Lake Thunderbird, Oklahoma

Here we are on the third week of Lent, and I could not tell you how well I’m doing with my Lenten resolutions. The honest to God truth is that I’m having a hard time remembering those well balanced and thought-out decisions that I came up with on Fat Tuesday as our family sat around the table and shared out loud our Lenten resolutions.

Please don’t misunderstand me.

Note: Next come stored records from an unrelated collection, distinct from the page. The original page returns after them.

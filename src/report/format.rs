// ebook-drm-check - DRM detection for eBook libraries
// Copyright (C) 2025 Henning Berge
//
// This program is free software: you can redistribute it and/or modify
// it under the terms of the GNU General Public License as published by
// the Free Software Foundation, either version 3 of the License, or
// (at your option) any later version.
//
// This program is distributed in the hope that it will be useful,
// but WITHOUT ANY WARRANTY; without even the implied warranty of
// MERCHANTABILITY or FITNESS FOR A PARTICULAR PURPOSE. See the
// GNU General Public License for more details.
//
// You should have received a copy of the GNU General Public License
// along with this program. If not, see <https://www.gnu.org/licenses/>.


//! Report formats and value formatting helpers

use crate::error::{DrmCheckError, Result};
use crate::format::extension_of;
use serde::{Deserialize, Serialize};
use std::fmt;
use std::path::Path;
use std::str::FromStr;

const SIZE_UNITS: [&str; 4] = ["B", "KB", "MB", "GB"];

/// Output format for saved reports
#[derive(Debug, Clone, Copy, PartialEq, Eq, Default, Serialize, Deserialize)]
#[cfg_attr(feature = "cli", derive(clap::ValueEnum))]
#[serde(rename_all = "lowercase")]
pub enum ReportFormat {
    Json,
    Csv,
    #[default]
    Txt,
}

impl ReportFormat {
    pub fn as_str(&self) -> &'static str {
        match self {
            Self::Json => "json",
            Self::Csv => "csv",
            Self::Txt => "txt",
        }
    }

    /// Format implied by an output file name, if any
    pub fn from_path_extension(path: &Path) -> Option<Self> {
        extension_of(path).and_then(|ext| ext.parse().ok())
    }
}

impl FromStr for ReportFormat {
    type Err = DrmCheckError;

    fn from_str(s: &str) -> Result<Self> {
        match s.to_ascii_lowercase().as_str() {
            "json" => Ok(Self::Json),
            "csv" => Ok(Self::Csv),
            "txt" => Ok(Self::Txt),
            other => Err(DrmCheckError::InvalidInput(format!(
                "unknown report format '{}' (expected json, csv or txt)",
                other
            ))),
        }
    }
}

impl fmt::Display for ReportFormat {
    fn fmt(&self, f: &mut fmt::Formatter<'_>) -> fmt::Result {
        f.write_str(self.as_str())
    }
}

/// Human-readable size, base 1024, at most two decimals
///
/// ```
/// use ebook_drm_check::report::format_file_size;
///
/// assert_eq!(format_file_size(0), "0 B");
/// assert_eq!(format_file_size(1536), "1.5 KB");
/// ```
pub fn format_file_size(bytes: u64) -> String {
    if bytes == 0 {
        return "0 B".to_string();
    }

    let mut value = bytes as f64;
    let mut unit = 0;
    while value >= 1024.0 && unit < SIZE_UNITS.len() - 1 {
        value /= 1024.0;
        unit += 1;
    }

    let rounded = format!("{:.2}", value);
    let trimmed = rounded.trim_end_matches('0').trim_end_matches('.');
    format!("{} {}", trimmed, SIZE_UNITS[unit])
}

/// Quote a CSV field when it contains a comma, quote or newline
pub fn escape_csv(value: &str) -> String {
    if value.contains([',', '"', '\n']) {
        format!("\"{}\"", value.replace('"', "\"\""))
    } else {
        value.to_string()
    }
}
// ebook-drm-check - DRM detection for eBook libraries
// Copyright (C) 2025 Henning Berge
//
// This program is free software: you can redistribute it and/or modify
// it under the terms of the GNU General Public License as published by
// the Free Software Foundation, either version 3 of the License, or
// (at your option) any later version.
//
// This program is distributed in the hope that it will be useful,
// but WITHOUT ANY WARRANTY; without even the implied warranty of
// MERCHANTABILITY or FITNESS FOR A PARTICULAR PURPOSE. See the
// GNU General Public License for more details.
//
// You should have received a copy of the GNU General Public License
// along with this program. If not, see <https://www.gnu.org/licenses/>.


//! Fixed-offset binary header reads
//!
//! Pure structural decoding: nothing in here decides whether a file is
//! protected. Every function opens its own file handle and drops it before
//! returning.
//!
//! # Layouts
//!
//! ## PalmDB container header (offset 0)
//! | Offset | Size | Field                |
//! |--------|------|----------------------|
//! | 60     | 8    | type + creator       |
//! | 76     | 2    | record count (BE)    |
//! | 78     | 4    | record 0 offset (BE) |
//!
//! ## MOBI header (at record 0)
//! | Offset | Size | Field                   |
//! |--------|------|-------------------------|
//! | 16     | 4    | `"MOBI"`                |
//! | 20     | 4    | header length           |
//! | 128    | 4    | EXTH flags (bit `0x40`) |
//! | 168    | 4    | DRM offset              |
//! | 172    | 4    | DRM count               |
//! | 176    | 4    | DRM size                |
//! | 180    | 4    | DRM flags               |
//!
//! ## EXTH block
//! `"EXTH"`, total length (BE u32), record count (BE u32), then records of
//! `type (u32) | length (u32, includes these 8 bytes) | payload`.

use crate::error::{DrmCheckError, Result};
use serde::Serialize;
use std::collections::BTreeMap;
use std::io::{self, SeekFrom};
use std::path::Path;
use tokio::fs::File;
use tokio::io::{AsyncReadExt, AsyncSeekExt};

// ============================================================================
// ZIP SIGNATURES
// ============================================================================

/// `PK\x03\x04` read as little-endian (standard archive)
pub const ZIP_LOCAL_HEADER_MAGIC: u32 = 0x04034B50;
/// `PK\x05\x06` read as little-endian (empty archive)
pub const ZIP_EMPTY_ARCHIVE_MAGIC: u32 = 0x06054B50;
/// `PK\x07\x08` read as little-endian (spanned archive)
pub const ZIP_SPANNED_MAGIC: u32 = 0x08074B50;
/// Returned by [`read_zip_magic`] when the signature cannot be read
pub const ZIP_MAGIC_NONE: u32 = 0;

// ============================================================================
// PALMDB / MOBI OFFSETS
// ============================================================================

/// Bytes read for the PalmDOC identity check
pub const PALMDOC_PROBE_LEN: usize = 232;
/// Shortest prefix that still contains the PalmDB header
pub const PALMDB_HEADER_LEN: usize = 78;
/// Offset of the 8-byte type/creator field
pub const TYPE_CREATOR_OFFSET: usize = 60;

const CONTAINER_PROBE_LEN: usize = 1024;
const RECORD_COUNT_OFFSET: usize = 76;
const FIRST_RECORD_OFFSET: usize = 78;

/// Bytes of record 0 decoded as the MOBI header
pub const MOBI_HEADER_PROBE_LEN: usize = 232;
const MOBI_SIGNATURE_OFFSET: usize = 16;
const MOBI_HEADER_LENGTH_OFFSET: usize = 20;
const EXTH_FLAGS_OFFSET: usize = 128;
const DRM_OFFSET_OFFSET: usize = 168;
const DRM_COUNT_OFFSET: usize = 172;
const DRM_SIZE_OFFSET: usize = 176;
const DRM_FLAGS_OFFSET: usize = 180;

/// Bit in the EXTH flags word announcing an EXTH block
pub const EXTH_PRESENT_FLAG: u32 = 0x40;

/// The PalmDOC record 0 header preceding the MOBI header
pub const PALMDOC_RECORD_HEADER_LEN: u64 = 16;

const EXTH_HEADER_LEN: usize = 12;
const EXTH_RECORD_HEADER_LEN: usize = 8;

// ============================================================================
// DECODED STRUCTURES
// ============================================================================

/// Decoded MOBI header fields
///
/// Read fresh for every detection call; files can change between scans.
#[derive(Debug, Clone, Copy, PartialEq, Eq, Serialize)]
pub struct MobiHeaderInfo {
    /// Number of PalmDB records
    pub record_count: u16,
    /// Absolute offset of record 0 (where the MOBI header lives)
    pub first_record_offset: u32,
    /// Declared MOBI header length, counted from the `"MOBI"` signature
    pub mobi_header_length: u32,
    /// Offset of the DRM block, `0xFFFFFFFF` when absent
    pub drm_offset: u32,
    /// Number of DRM vouchers
    pub drm_count: u32,
    /// Size of the DRM block in bytes
    pub drm_size: u32,
    /// DRM flags word
    pub drm_flags: u32,
    /// EXTH block announced by the flags word
    pub has_exth: bool,
}

impl MobiHeaderInfo {
    /// Absolute file offset of the EXTH block
    pub fn exth_offset(&self) -> u64 {
        u64::from(self.first_record_offset)
            + u64::from(self.mobi_header_length)
            + PALMDOC_RECORD_HEADER_LEN
    }
}

/// Parsed EXTH block
#[derive(Debug, Clone, Default, PartialEq, Eq)]
pub struct ExthRecords {
    /// Record count declared in the EXTH header
    pub declared_count: u32,
    /// Accepted records keyed by type code, last occurrence wins
    pub records: BTreeMap<u32, Vec<u8>>,
}

// ============================================================================
// LOW-LEVEL READS
// ============================================================================

/// Read up to `len` bytes at `offset`; a short file yields a short buffer
async fn read_window(file: &mut File, offset: u64, len: usize) -> io::Result<Vec<u8>> {
    file.seek(SeekFrom::Start(offset)).await?;
    let mut buf = Vec::new();
    (&mut *file).take(len as u64).read_to_end(&mut buf).await?;
    Ok(buf)
}

fn be_u16(buf: &[u8], offset: usize) -> u16 {
    u16::from_be_bytes([buf[offset], buf[offset + 1]])
}

fn be_u32(buf: &[u8], offset: usize) -> u32 {
    u32::from_be_bytes([
        buf[offset],
        buf[offset + 1],
        buf[offset + 2],
        buf[offset + 3],
    ])
}

// ============================================================================
// ZIP
// ============================================================================

/// Read the first four bytes as a little-endian integer
///
/// Returns [`ZIP_MAGIC_NONE`] if the file cannot be opened or is shorter
/// than four bytes. Never fails.
pub async fn read_zip_magic(path: &Path) -> u32 {
    let Ok(mut file) = File::open(path).await else {
        return ZIP_MAGIC_NONE;
    };

    match read_window(&mut file, 0, 4).await {
        Ok(buf) if buf.len() == 4 => u32::from_le_bytes([buf[0], buf[1], buf[2], buf[3]]),
        _ => ZIP_MAGIC_NONE,
    }
}

/// Whether `magic` is one of the accepted ZIP signatures
pub fn is_zip_signature(magic: u32) -> bool {
    matches!(
        magic,
        ZIP_LOCAL_HEADER_MAGIC | ZIP_EMPTY_ARCHIVE_MAGIC | ZIP_SPANNED_MAGIC
    )
}

/// Check the ZIP signature of a file
pub async fn is_valid_zip(path: &Path) -> bool {
    is_zip_signature(read_zip_magic(path).await)
}

// ============================================================================
// PALMDOC / MOBI
// ============================================================================

/// Read the 8-byte PalmDB type/creator field
///
/// Returns `None` when fewer than [`PALMDB_HEADER_LEN`] bytes are present.
pub async fn read_type_creator(path: &Path) -> io::Result<Option<[u8; 8]>> {
    let mut file = File::open(path).await?;
    let buf = read_window(&mut file, 0, PALMDOC_PROBE_LEN).await?;

    if buf.len() < PALMDB_HEADER_LEN {
        return Ok(None);
    }

    let mut field = [0u8; 8];
    field.copy_from_slice(&buf[TYPE_CREATOR_OFFSET..TYPE_CREATOR_OFFSET + 8]);
    Ok(Some(field))
}

/// Decode the PalmDB and MOBI headers
///
/// # Errors
/// - [`DrmCheckError::InvalidHeader`] for files too small, truncated record 0,
///   or a missing `"MOBI"` signature
/// - [`DrmCheckError::Io`] if the file cannot be read
pub async fn read_mobi_header(path: &Path) -> Result<MobiHeaderInfo> {
    let mut file = File::open(path).await?;

    let container = read_window(&mut file, 0, CONTAINER_PROBE_LEN).await?;
    if container.len() < MOBI_HEADER_PROBE_LEN {
        return Err(DrmCheckError::invalid_header("File too small to be valid MOBI"));
    }

    let record_count = be_u16(&container, RECORD_COUNT_OFFSET);
    let first_record_offset = be_u32(&container, FIRST_RECORD_OFFSET);

    let mobi = read_window(&mut file, u64::from(first_record_offset), MOBI_HEADER_PROBE_LEN).await?;
    if mobi.len() < MOBI_HEADER_PROBE_LEN {
        return Err(DrmCheckError::invalid_header("Cannot read MOBI header"));
    }

    if &mobi[MOBI_SIGNATURE_OFFSET..MOBI_SIGNATURE_OFFSET + 4] != b"MOBI" {
        return Err(DrmCheckError::invalid_header("Invalid MOBI signature"));
    }

    Ok(MobiHeaderInfo {
        record_count,
        first_record_offset,
        mobi_header_length: be_u32(&mobi, MOBI_HEADER_LENGTH_OFFSET),
        drm_offset: be_u32(&mobi, DRM_OFFSET_OFFSET),
        drm_count: be_u32(&mobi, DRM_COUNT_OFFSET),
        drm_size: be_u32(&mobi, DRM_SIZE_OFFSET),
        drm_flags: be_u32(&mobi, DRM_FLAGS_OFFSET),
        has_exth: be_u32(&mobi, EXTH_FLAGS_OFFSET) & EXTH_PRESENT_FLAG != 0,
    })
}

/// Parse the EXTH block at `exth_offset`
///
/// Truncated or undersized trailing records are dropped without error.
///
/// # Errors
/// - [`DrmCheckError::InvalidHeader`] for a bad signature or a declared
///   length shorter than the EXTH header itself
/// - [`DrmCheckError::Io`] if the file cannot be read
pub async fn read_exth_records(path: &Path, exth_offset: u64) -> Result<ExthRecords> {
    let mut file = File::open(path).await?;

    let header = read_window(&mut file, exth_offset, EXTH_HEADER_LEN).await?;
    if header.len() < EXTH_HEADER_LEN || &header[0..4] != b"EXTH" {
        return Err(DrmCheckError::invalid_header("Invalid EXTH signature"));
    }

    let declared_length = be_u32(&header, 4) as usize;
    let declared_count = be_u32(&header, 8);
    if declared_length < EXTH_HEADER_LEN {
        return Err(DrmCheckError::invalid_header("Invalid EXTH length"));
    }

    let body = read_window(
        &mut file,
        exth_offset + EXTH_HEADER_LEN as u64,
        declared_length - EXTH_HEADER_LEN,
    )
    .await?;

    Ok(ExthRecords {
        declared_count,
        records: parse_exth_body(&body, declared_count),
    })
}

/// Walk the EXTH record stream
fn parse_exth_body(body: &[u8], declared_count: u32) -> BTreeMap<u32, Vec<u8>> {
    let mut records = BTreeMap::new();
    let mut offset = 0usize;

    for _ in 0..declared_count {
        if offset + EXTH_RECORD_HEADER_LEN >= body.len() {
            break;
        }

        let record_type = be_u32(body, offset);
        let record_len = be_u32(body, offset + 4) as usize;

        // A length below the record header cannot move the cursor forward
        if record_len < EXTH_RECORD_HEADER_LEN {
            break;
        }

        if record_len > EXTH_RECORD_HEADER_LEN && offset + record_len <= body.len() {
            let payload = &body[offset + EXTH_RECORD_HEADER_LEN..offset + record_len];
            records.insert(record_type, payload.to_vec());
        }

        offset += record_len;
    }

    records
}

It’s not that I don’t believe in making them, or that I don’t think having resolutions is an important part of Lent.

It’s more that, in these simultaneously short and very long first three weeks of Lent, I have found myself operating and managing life events around me with very little of me available to give.  Like the widow’s mite, I’m giving from where it “hurts,” if you will.

The blessing of being aware of my own lack, of my diminished supply of self, is, of course, that I know without a doubt that anything that I am able to do or able to give, all I have to offer, is clearly not mine—it’s all God’s grace. 

It reminds me of a memorable story about Catholic author Flannery O’Connor that I read recently. A young writer once asked O’Connor to look over an article that the young woman was writing on O’Connor’s short story, “A Good Man is Hard to Find.”

The young woman wrote that O’Connor’s work merely notes that it is impossible to know how to be one [a good man], but O’ Connor disputed the writer's reasoning.
Not at all,” Flannery O’Connor said in her characteristic matter-of-fact blunt honesty. “It is possible to know how to be one. God became man partly in order to teach us, but it is impossible to be one without the help of grace.
~Jonathan Rogers, 

2 comments:

  1. Caryll Houselander, Richard Rohr, Flannery O'Connor -such rich references.

    It is so hard. I am struggling too. Let us help one another. I am encouraged by the fig tree from last Sunday's Gospel. Barren, yes - but God is always giving us another season in which to bear fruit.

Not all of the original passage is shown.